Kernels 2.6.13 and 2.6.14.4 worked- ie, the system cut the ATX power and remains off, and responds 
to pushing the power button. Kernels 2.6.12 and previous, as well as 2.6.15 and later, exhibit the same 
problem. Problem is not evident under Windows (any version). Linux kernels were 64 Bit, SMP enabled.

System board is not at fault- as the problem dissapeared in 2.6.13 through to 2.6.14.4.

Steps to reproduce:
Shut down the system with any other kernel then 2.6.13-2.6.14.4. This is not a faulty board problem, 
as the problem is not evident in other OS's.

Running the Kororaa LiveCD 0.2 (2.6.14.4) reveals that the system will power down properly.
Comment 1 Dan Carpenter 2006-05-22 19:50:13 UTC
That sounds like the intrusion detection alarm.

I read where you said it wasn't a BIOS issue, but what BIOS are you using?  It
could still be a BIOS issue even if other OSs aren't affected.

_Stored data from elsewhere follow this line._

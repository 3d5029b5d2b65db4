//! Command-line interface running an accumulation and writing every result file

use crate::algorithm::accumulator::Accumulator;
use crate::analysis::limit_shape::LimitShapeEstimator;
use crate::io::configuration::{DEFAULT_ISO_LEVEL, DEFAULT_OUTPUT_DIR, SimulationConfig};
use crate::io::error::{GrowthError, Result};
use crate::io::image::{export_field_png, export_heatmap_png};
use crate::io::persistence::{
    read_cells, write_cells, write_counts_json, write_limit_shape_csv, write_mesh_obj,
};
use crate::io::progress::ProgressReporter;
use crate::spatial::{Dimension, WeightStrategy};
use clap::Parser;
use std::path::{Path, PathBuf};
use tracing::{info, warn};

#[derive(Parser, Debug)]
#[command(name = "youngsim")]
#[command(
    author,
    version,
    about = "Grow random Young diagrams and estimate their limit shapes",
    allow_negative_numbers = true
)]
/// Command-line arguments for the growth simulator
///
/// Options left unset fall back to the configuration file, then to the defaults.
pub struct Cli {
    /// Diagram dimension, 2 or 3
    #[arg(short, long)]
    pub dimension: Option<usize>,

    /// Maximum insertions per run
    #[arg(short = 'n', long)]
    pub steps: Option<i64>,

    /// Exponent of the weight function
    #[arg(short, long)]
    pub alpha: Option<f64>,

    /// Number of independent runs
    #[arg(short, long)]
    pub runs: Option<i64>,

    /// Random seed for reproducible growth
    #[arg(short, long)]
    pub seed: Option<u64>,

    /// Weighting strategy; additive for 2D and multiplicative for 3D by default
    #[arg(short, long, value_enum)]
    pub weighting: Option<WeightStrategy>,

    /// Cell file holding the starting diagram
    #[arg(short, long, value_name = "FILE")]
    pub initial: Option<PathBuf>,

    /// JSON configuration file
    #[arg(short, long, value_name = "FILE")]
    pub config: Option<PathBuf>,

    /// Directory for result files
    #[arg(short, long, default_value = DEFAULT_OUTPUT_DIR)]
    pub output_dir: PathBuf,

    /// Isosurface level for solid limit shapes
    #[arg(short, long, default_value_t = DEFAULT_ISO_LEVEL)]
    pub level: f64,

    /// Grid points per axis of the limit shape
    #[arg(short = 'g', long)]
    pub resolution: Option<usize>,

    /// Fixed coordinate scaling factor instead of n^(1/D)
    #[arg(long)]
    pub scaling: Option<f64>,

    /// Worker threads for parallel runs
    #[arg(short, long)]
    pub threads: Option<usize>,

    /// Suppress progress output
    #[arg(short, long)]
    pub quiet: bool,
}

impl Cli {
    /// Check if progress should be displayed
    pub const fn should_show_progress(&self) -> bool {
        !self.quiet
    }

    /// Merge the configuration file, if any, with command-line overrides
    ///
    /// # Errors
    ///
    /// Returns an error if the configuration file cannot be read or parsed
    pub fn resolve_config(&self) -> Result<SimulationConfig> {
        let mut config = match &self.config {
            Some(path) => SimulationConfig::from_json_file(path)?,
            None => SimulationConfig::default(),
        };
        if let Some(dimension) = self.dimension {
            config.dimension = dimension;
        }
        if let Some(steps) = self.steps {
            config.n_steps = steps;
        }
        if let Some(alpha) = self.alpha {
            config.alpha = alpha;
        }
        if let Some(runs) = self.runs {
            config.runs = runs;
        }
        if self.seed.is_some() {
            config.seed = self.seed;
        }
        if self.weighting.is_some() {
            config.weighting = self.weighting;
        }
        Ok(config)
    }

    /// Limit-shape estimator configured from the command line
    ///
    /// # Errors
    ///
    /// Returns `InvalidConfiguration` for a bad scaling factor or resolution
    pub fn estimator(&self) -> Result<LimitShapeEstimator> {
        let mut estimator = LimitShapeEstimator::new();
        if let Some(scaling) = self.scaling {
            estimator = estimator.with_scaling(scaling)?;
        }
        if let Some(resolution) = self.resolution {
            estimator = estimator.with_resolution(resolution)?;
        }
        Ok(estimator)
    }
}

/// Runs one accumulation end to end and writes its outputs
pub struct SimulationRunner {
    cli: Cli,
}

impl SimulationRunner {
    /// Create a runner for the given arguments
    pub const fn new(cli: Cli) -> Self {
        Self { cli }
    }

    /// Validate options, simulate, and write every result file
    ///
    /// A limit shape that cannot be estimated from too few samples is logged and
    /// skipped; the other files are still written.
    ///
    /// # Errors
    ///
    /// Returns an error for invalid options or if any output cannot be written
    pub fn run(&self) -> Result<()> {
        let config = self.cli.resolve_config()?;
        let estimator = self.cli.estimator()?;
        let base = self.base_path(&config);

        match Dimension::from_axes(config.dimension)? {
            Dimension::Two => {
                let accumulator = self.accumulate::<2>(config)?;
                let counts = accumulator.get_counts()?;
                write_common(&base, &accumulator)?;

                match estimator.estimate_2d(counts) {
                    Ok(shape) => {
                        write_limit_shape_csv(&with_suffix(&base, "_limit_shape.csv"), &shape)?;
                        export_field_png(&with_suffix(&base, "_limit_shape.png"), &shape)?;
                    }
                    Err(error @ GrowthError::InsufficientSamples { .. }) => {
                        warn!(%error, "limit shape skipped");
                    }
                    Err(error) => return Err(error),
                }
            }
            Dimension::Three => {
                let accumulator = self.accumulate::<3>(config)?;
                let counts = accumulator.get_counts()?;
                write_common(&base, &accumulator)?;

                match estimator.estimate_3d(counts, self.cli.level) {
                    Ok(surface) => {
                        write_mesh_obj(&with_suffix(&base, "_limit_shape.obj"), &surface)?;
                    }
                    Err(error @ GrowthError::InsufficientSamples { .. }) => {
                        warn!(%error, "limit shape skipped");
                    }
                    Err(error) => return Err(error),
                }
            }
        }

        info!(output_dir = %self.cli.output_dir.display(), "results written");
        Ok(())
    }

    fn base_path(&self, config: &SimulationConfig) -> PathBuf {
        self.cli.output_dir.join(format!(
            "young_diagram_{}d_alpha_{:?}",
            config.dimension, config.alpha
        ))
    }

    fn accumulate<const D: usize>(
        &self,
        mut config: SimulationConfig,
    ) -> Result<Accumulator<D>> {
        if let Some(path) = &self.cli.initial {
            let cells = read_cells::<D>(path)?;
            config.initial_cells = Some(cells.iter().map(|c| c.coordinates().to_vec()).collect());
        }
        let parameters = config.validate::<D>()?;

        let mut accumulator = Accumulator::new();
        if let Some(threads) = self.cli.threads {
            accumulator = accumulator.with_threads(threads);
        }

        if self.cli.should_show_progress() {
            let reporter = ProgressReporter::new(parameters.runs(), parameters.n_steps());
            let result = accumulator.simulate_observed(&parameters, &reporter);
            reporter.finish();
            result?;
        } else {
            accumulator.simulate(&parameters)?;
        }
        Ok(accumulator)
    }
}

/// Write the cell file, JSON report and heatmap shared by both dimensions
fn write_common<const D: usize>(base: &Path, accumulator: &Accumulator<D>) -> Result<()> {
    let counts = accumulator.get_counts()?;
    write_cells(&with_suffix(base, "_cells.txt"), counts)?;
    write_counts_json(&with_suffix(base, "_counts.json"), &accumulator.json_data()?)?;
    export_heatmap_png(&with_suffix(base, "_heatmap.png"), counts)
}

/// Append a suffix to the final path component
fn with_suffix(base: &Path, suffix: &str) -> PathBuf {
    let mut name = base.file_name().unwrap_or_default().to_os_string();
    name.push(suffix);
    base.with_file_name(name)
}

Comment 2 Luming Yu 2006-06-04 19:31:30 UTC
Please make sure you are using latest BIOS
Comment 3 Luming Yu 2006-06-07 08:20:03 UTC
>Steps to reproduce:
>Shut down the system with any other kernel then 2.6.13-2.6.14.4

Sounds like a regression since 2.6.14.4.
Comment 4 Luming Yu 2006-06-12 00:57:56 UTC
Could you do bisection to find out the patch causes this regression?
Comment 5 Adrian Bunk 2006-11-16 14:43:33 UTC
Please reopen this bug if:
- it is still present in kernel 2.6.19-rc6 and
- you can provide the requested information.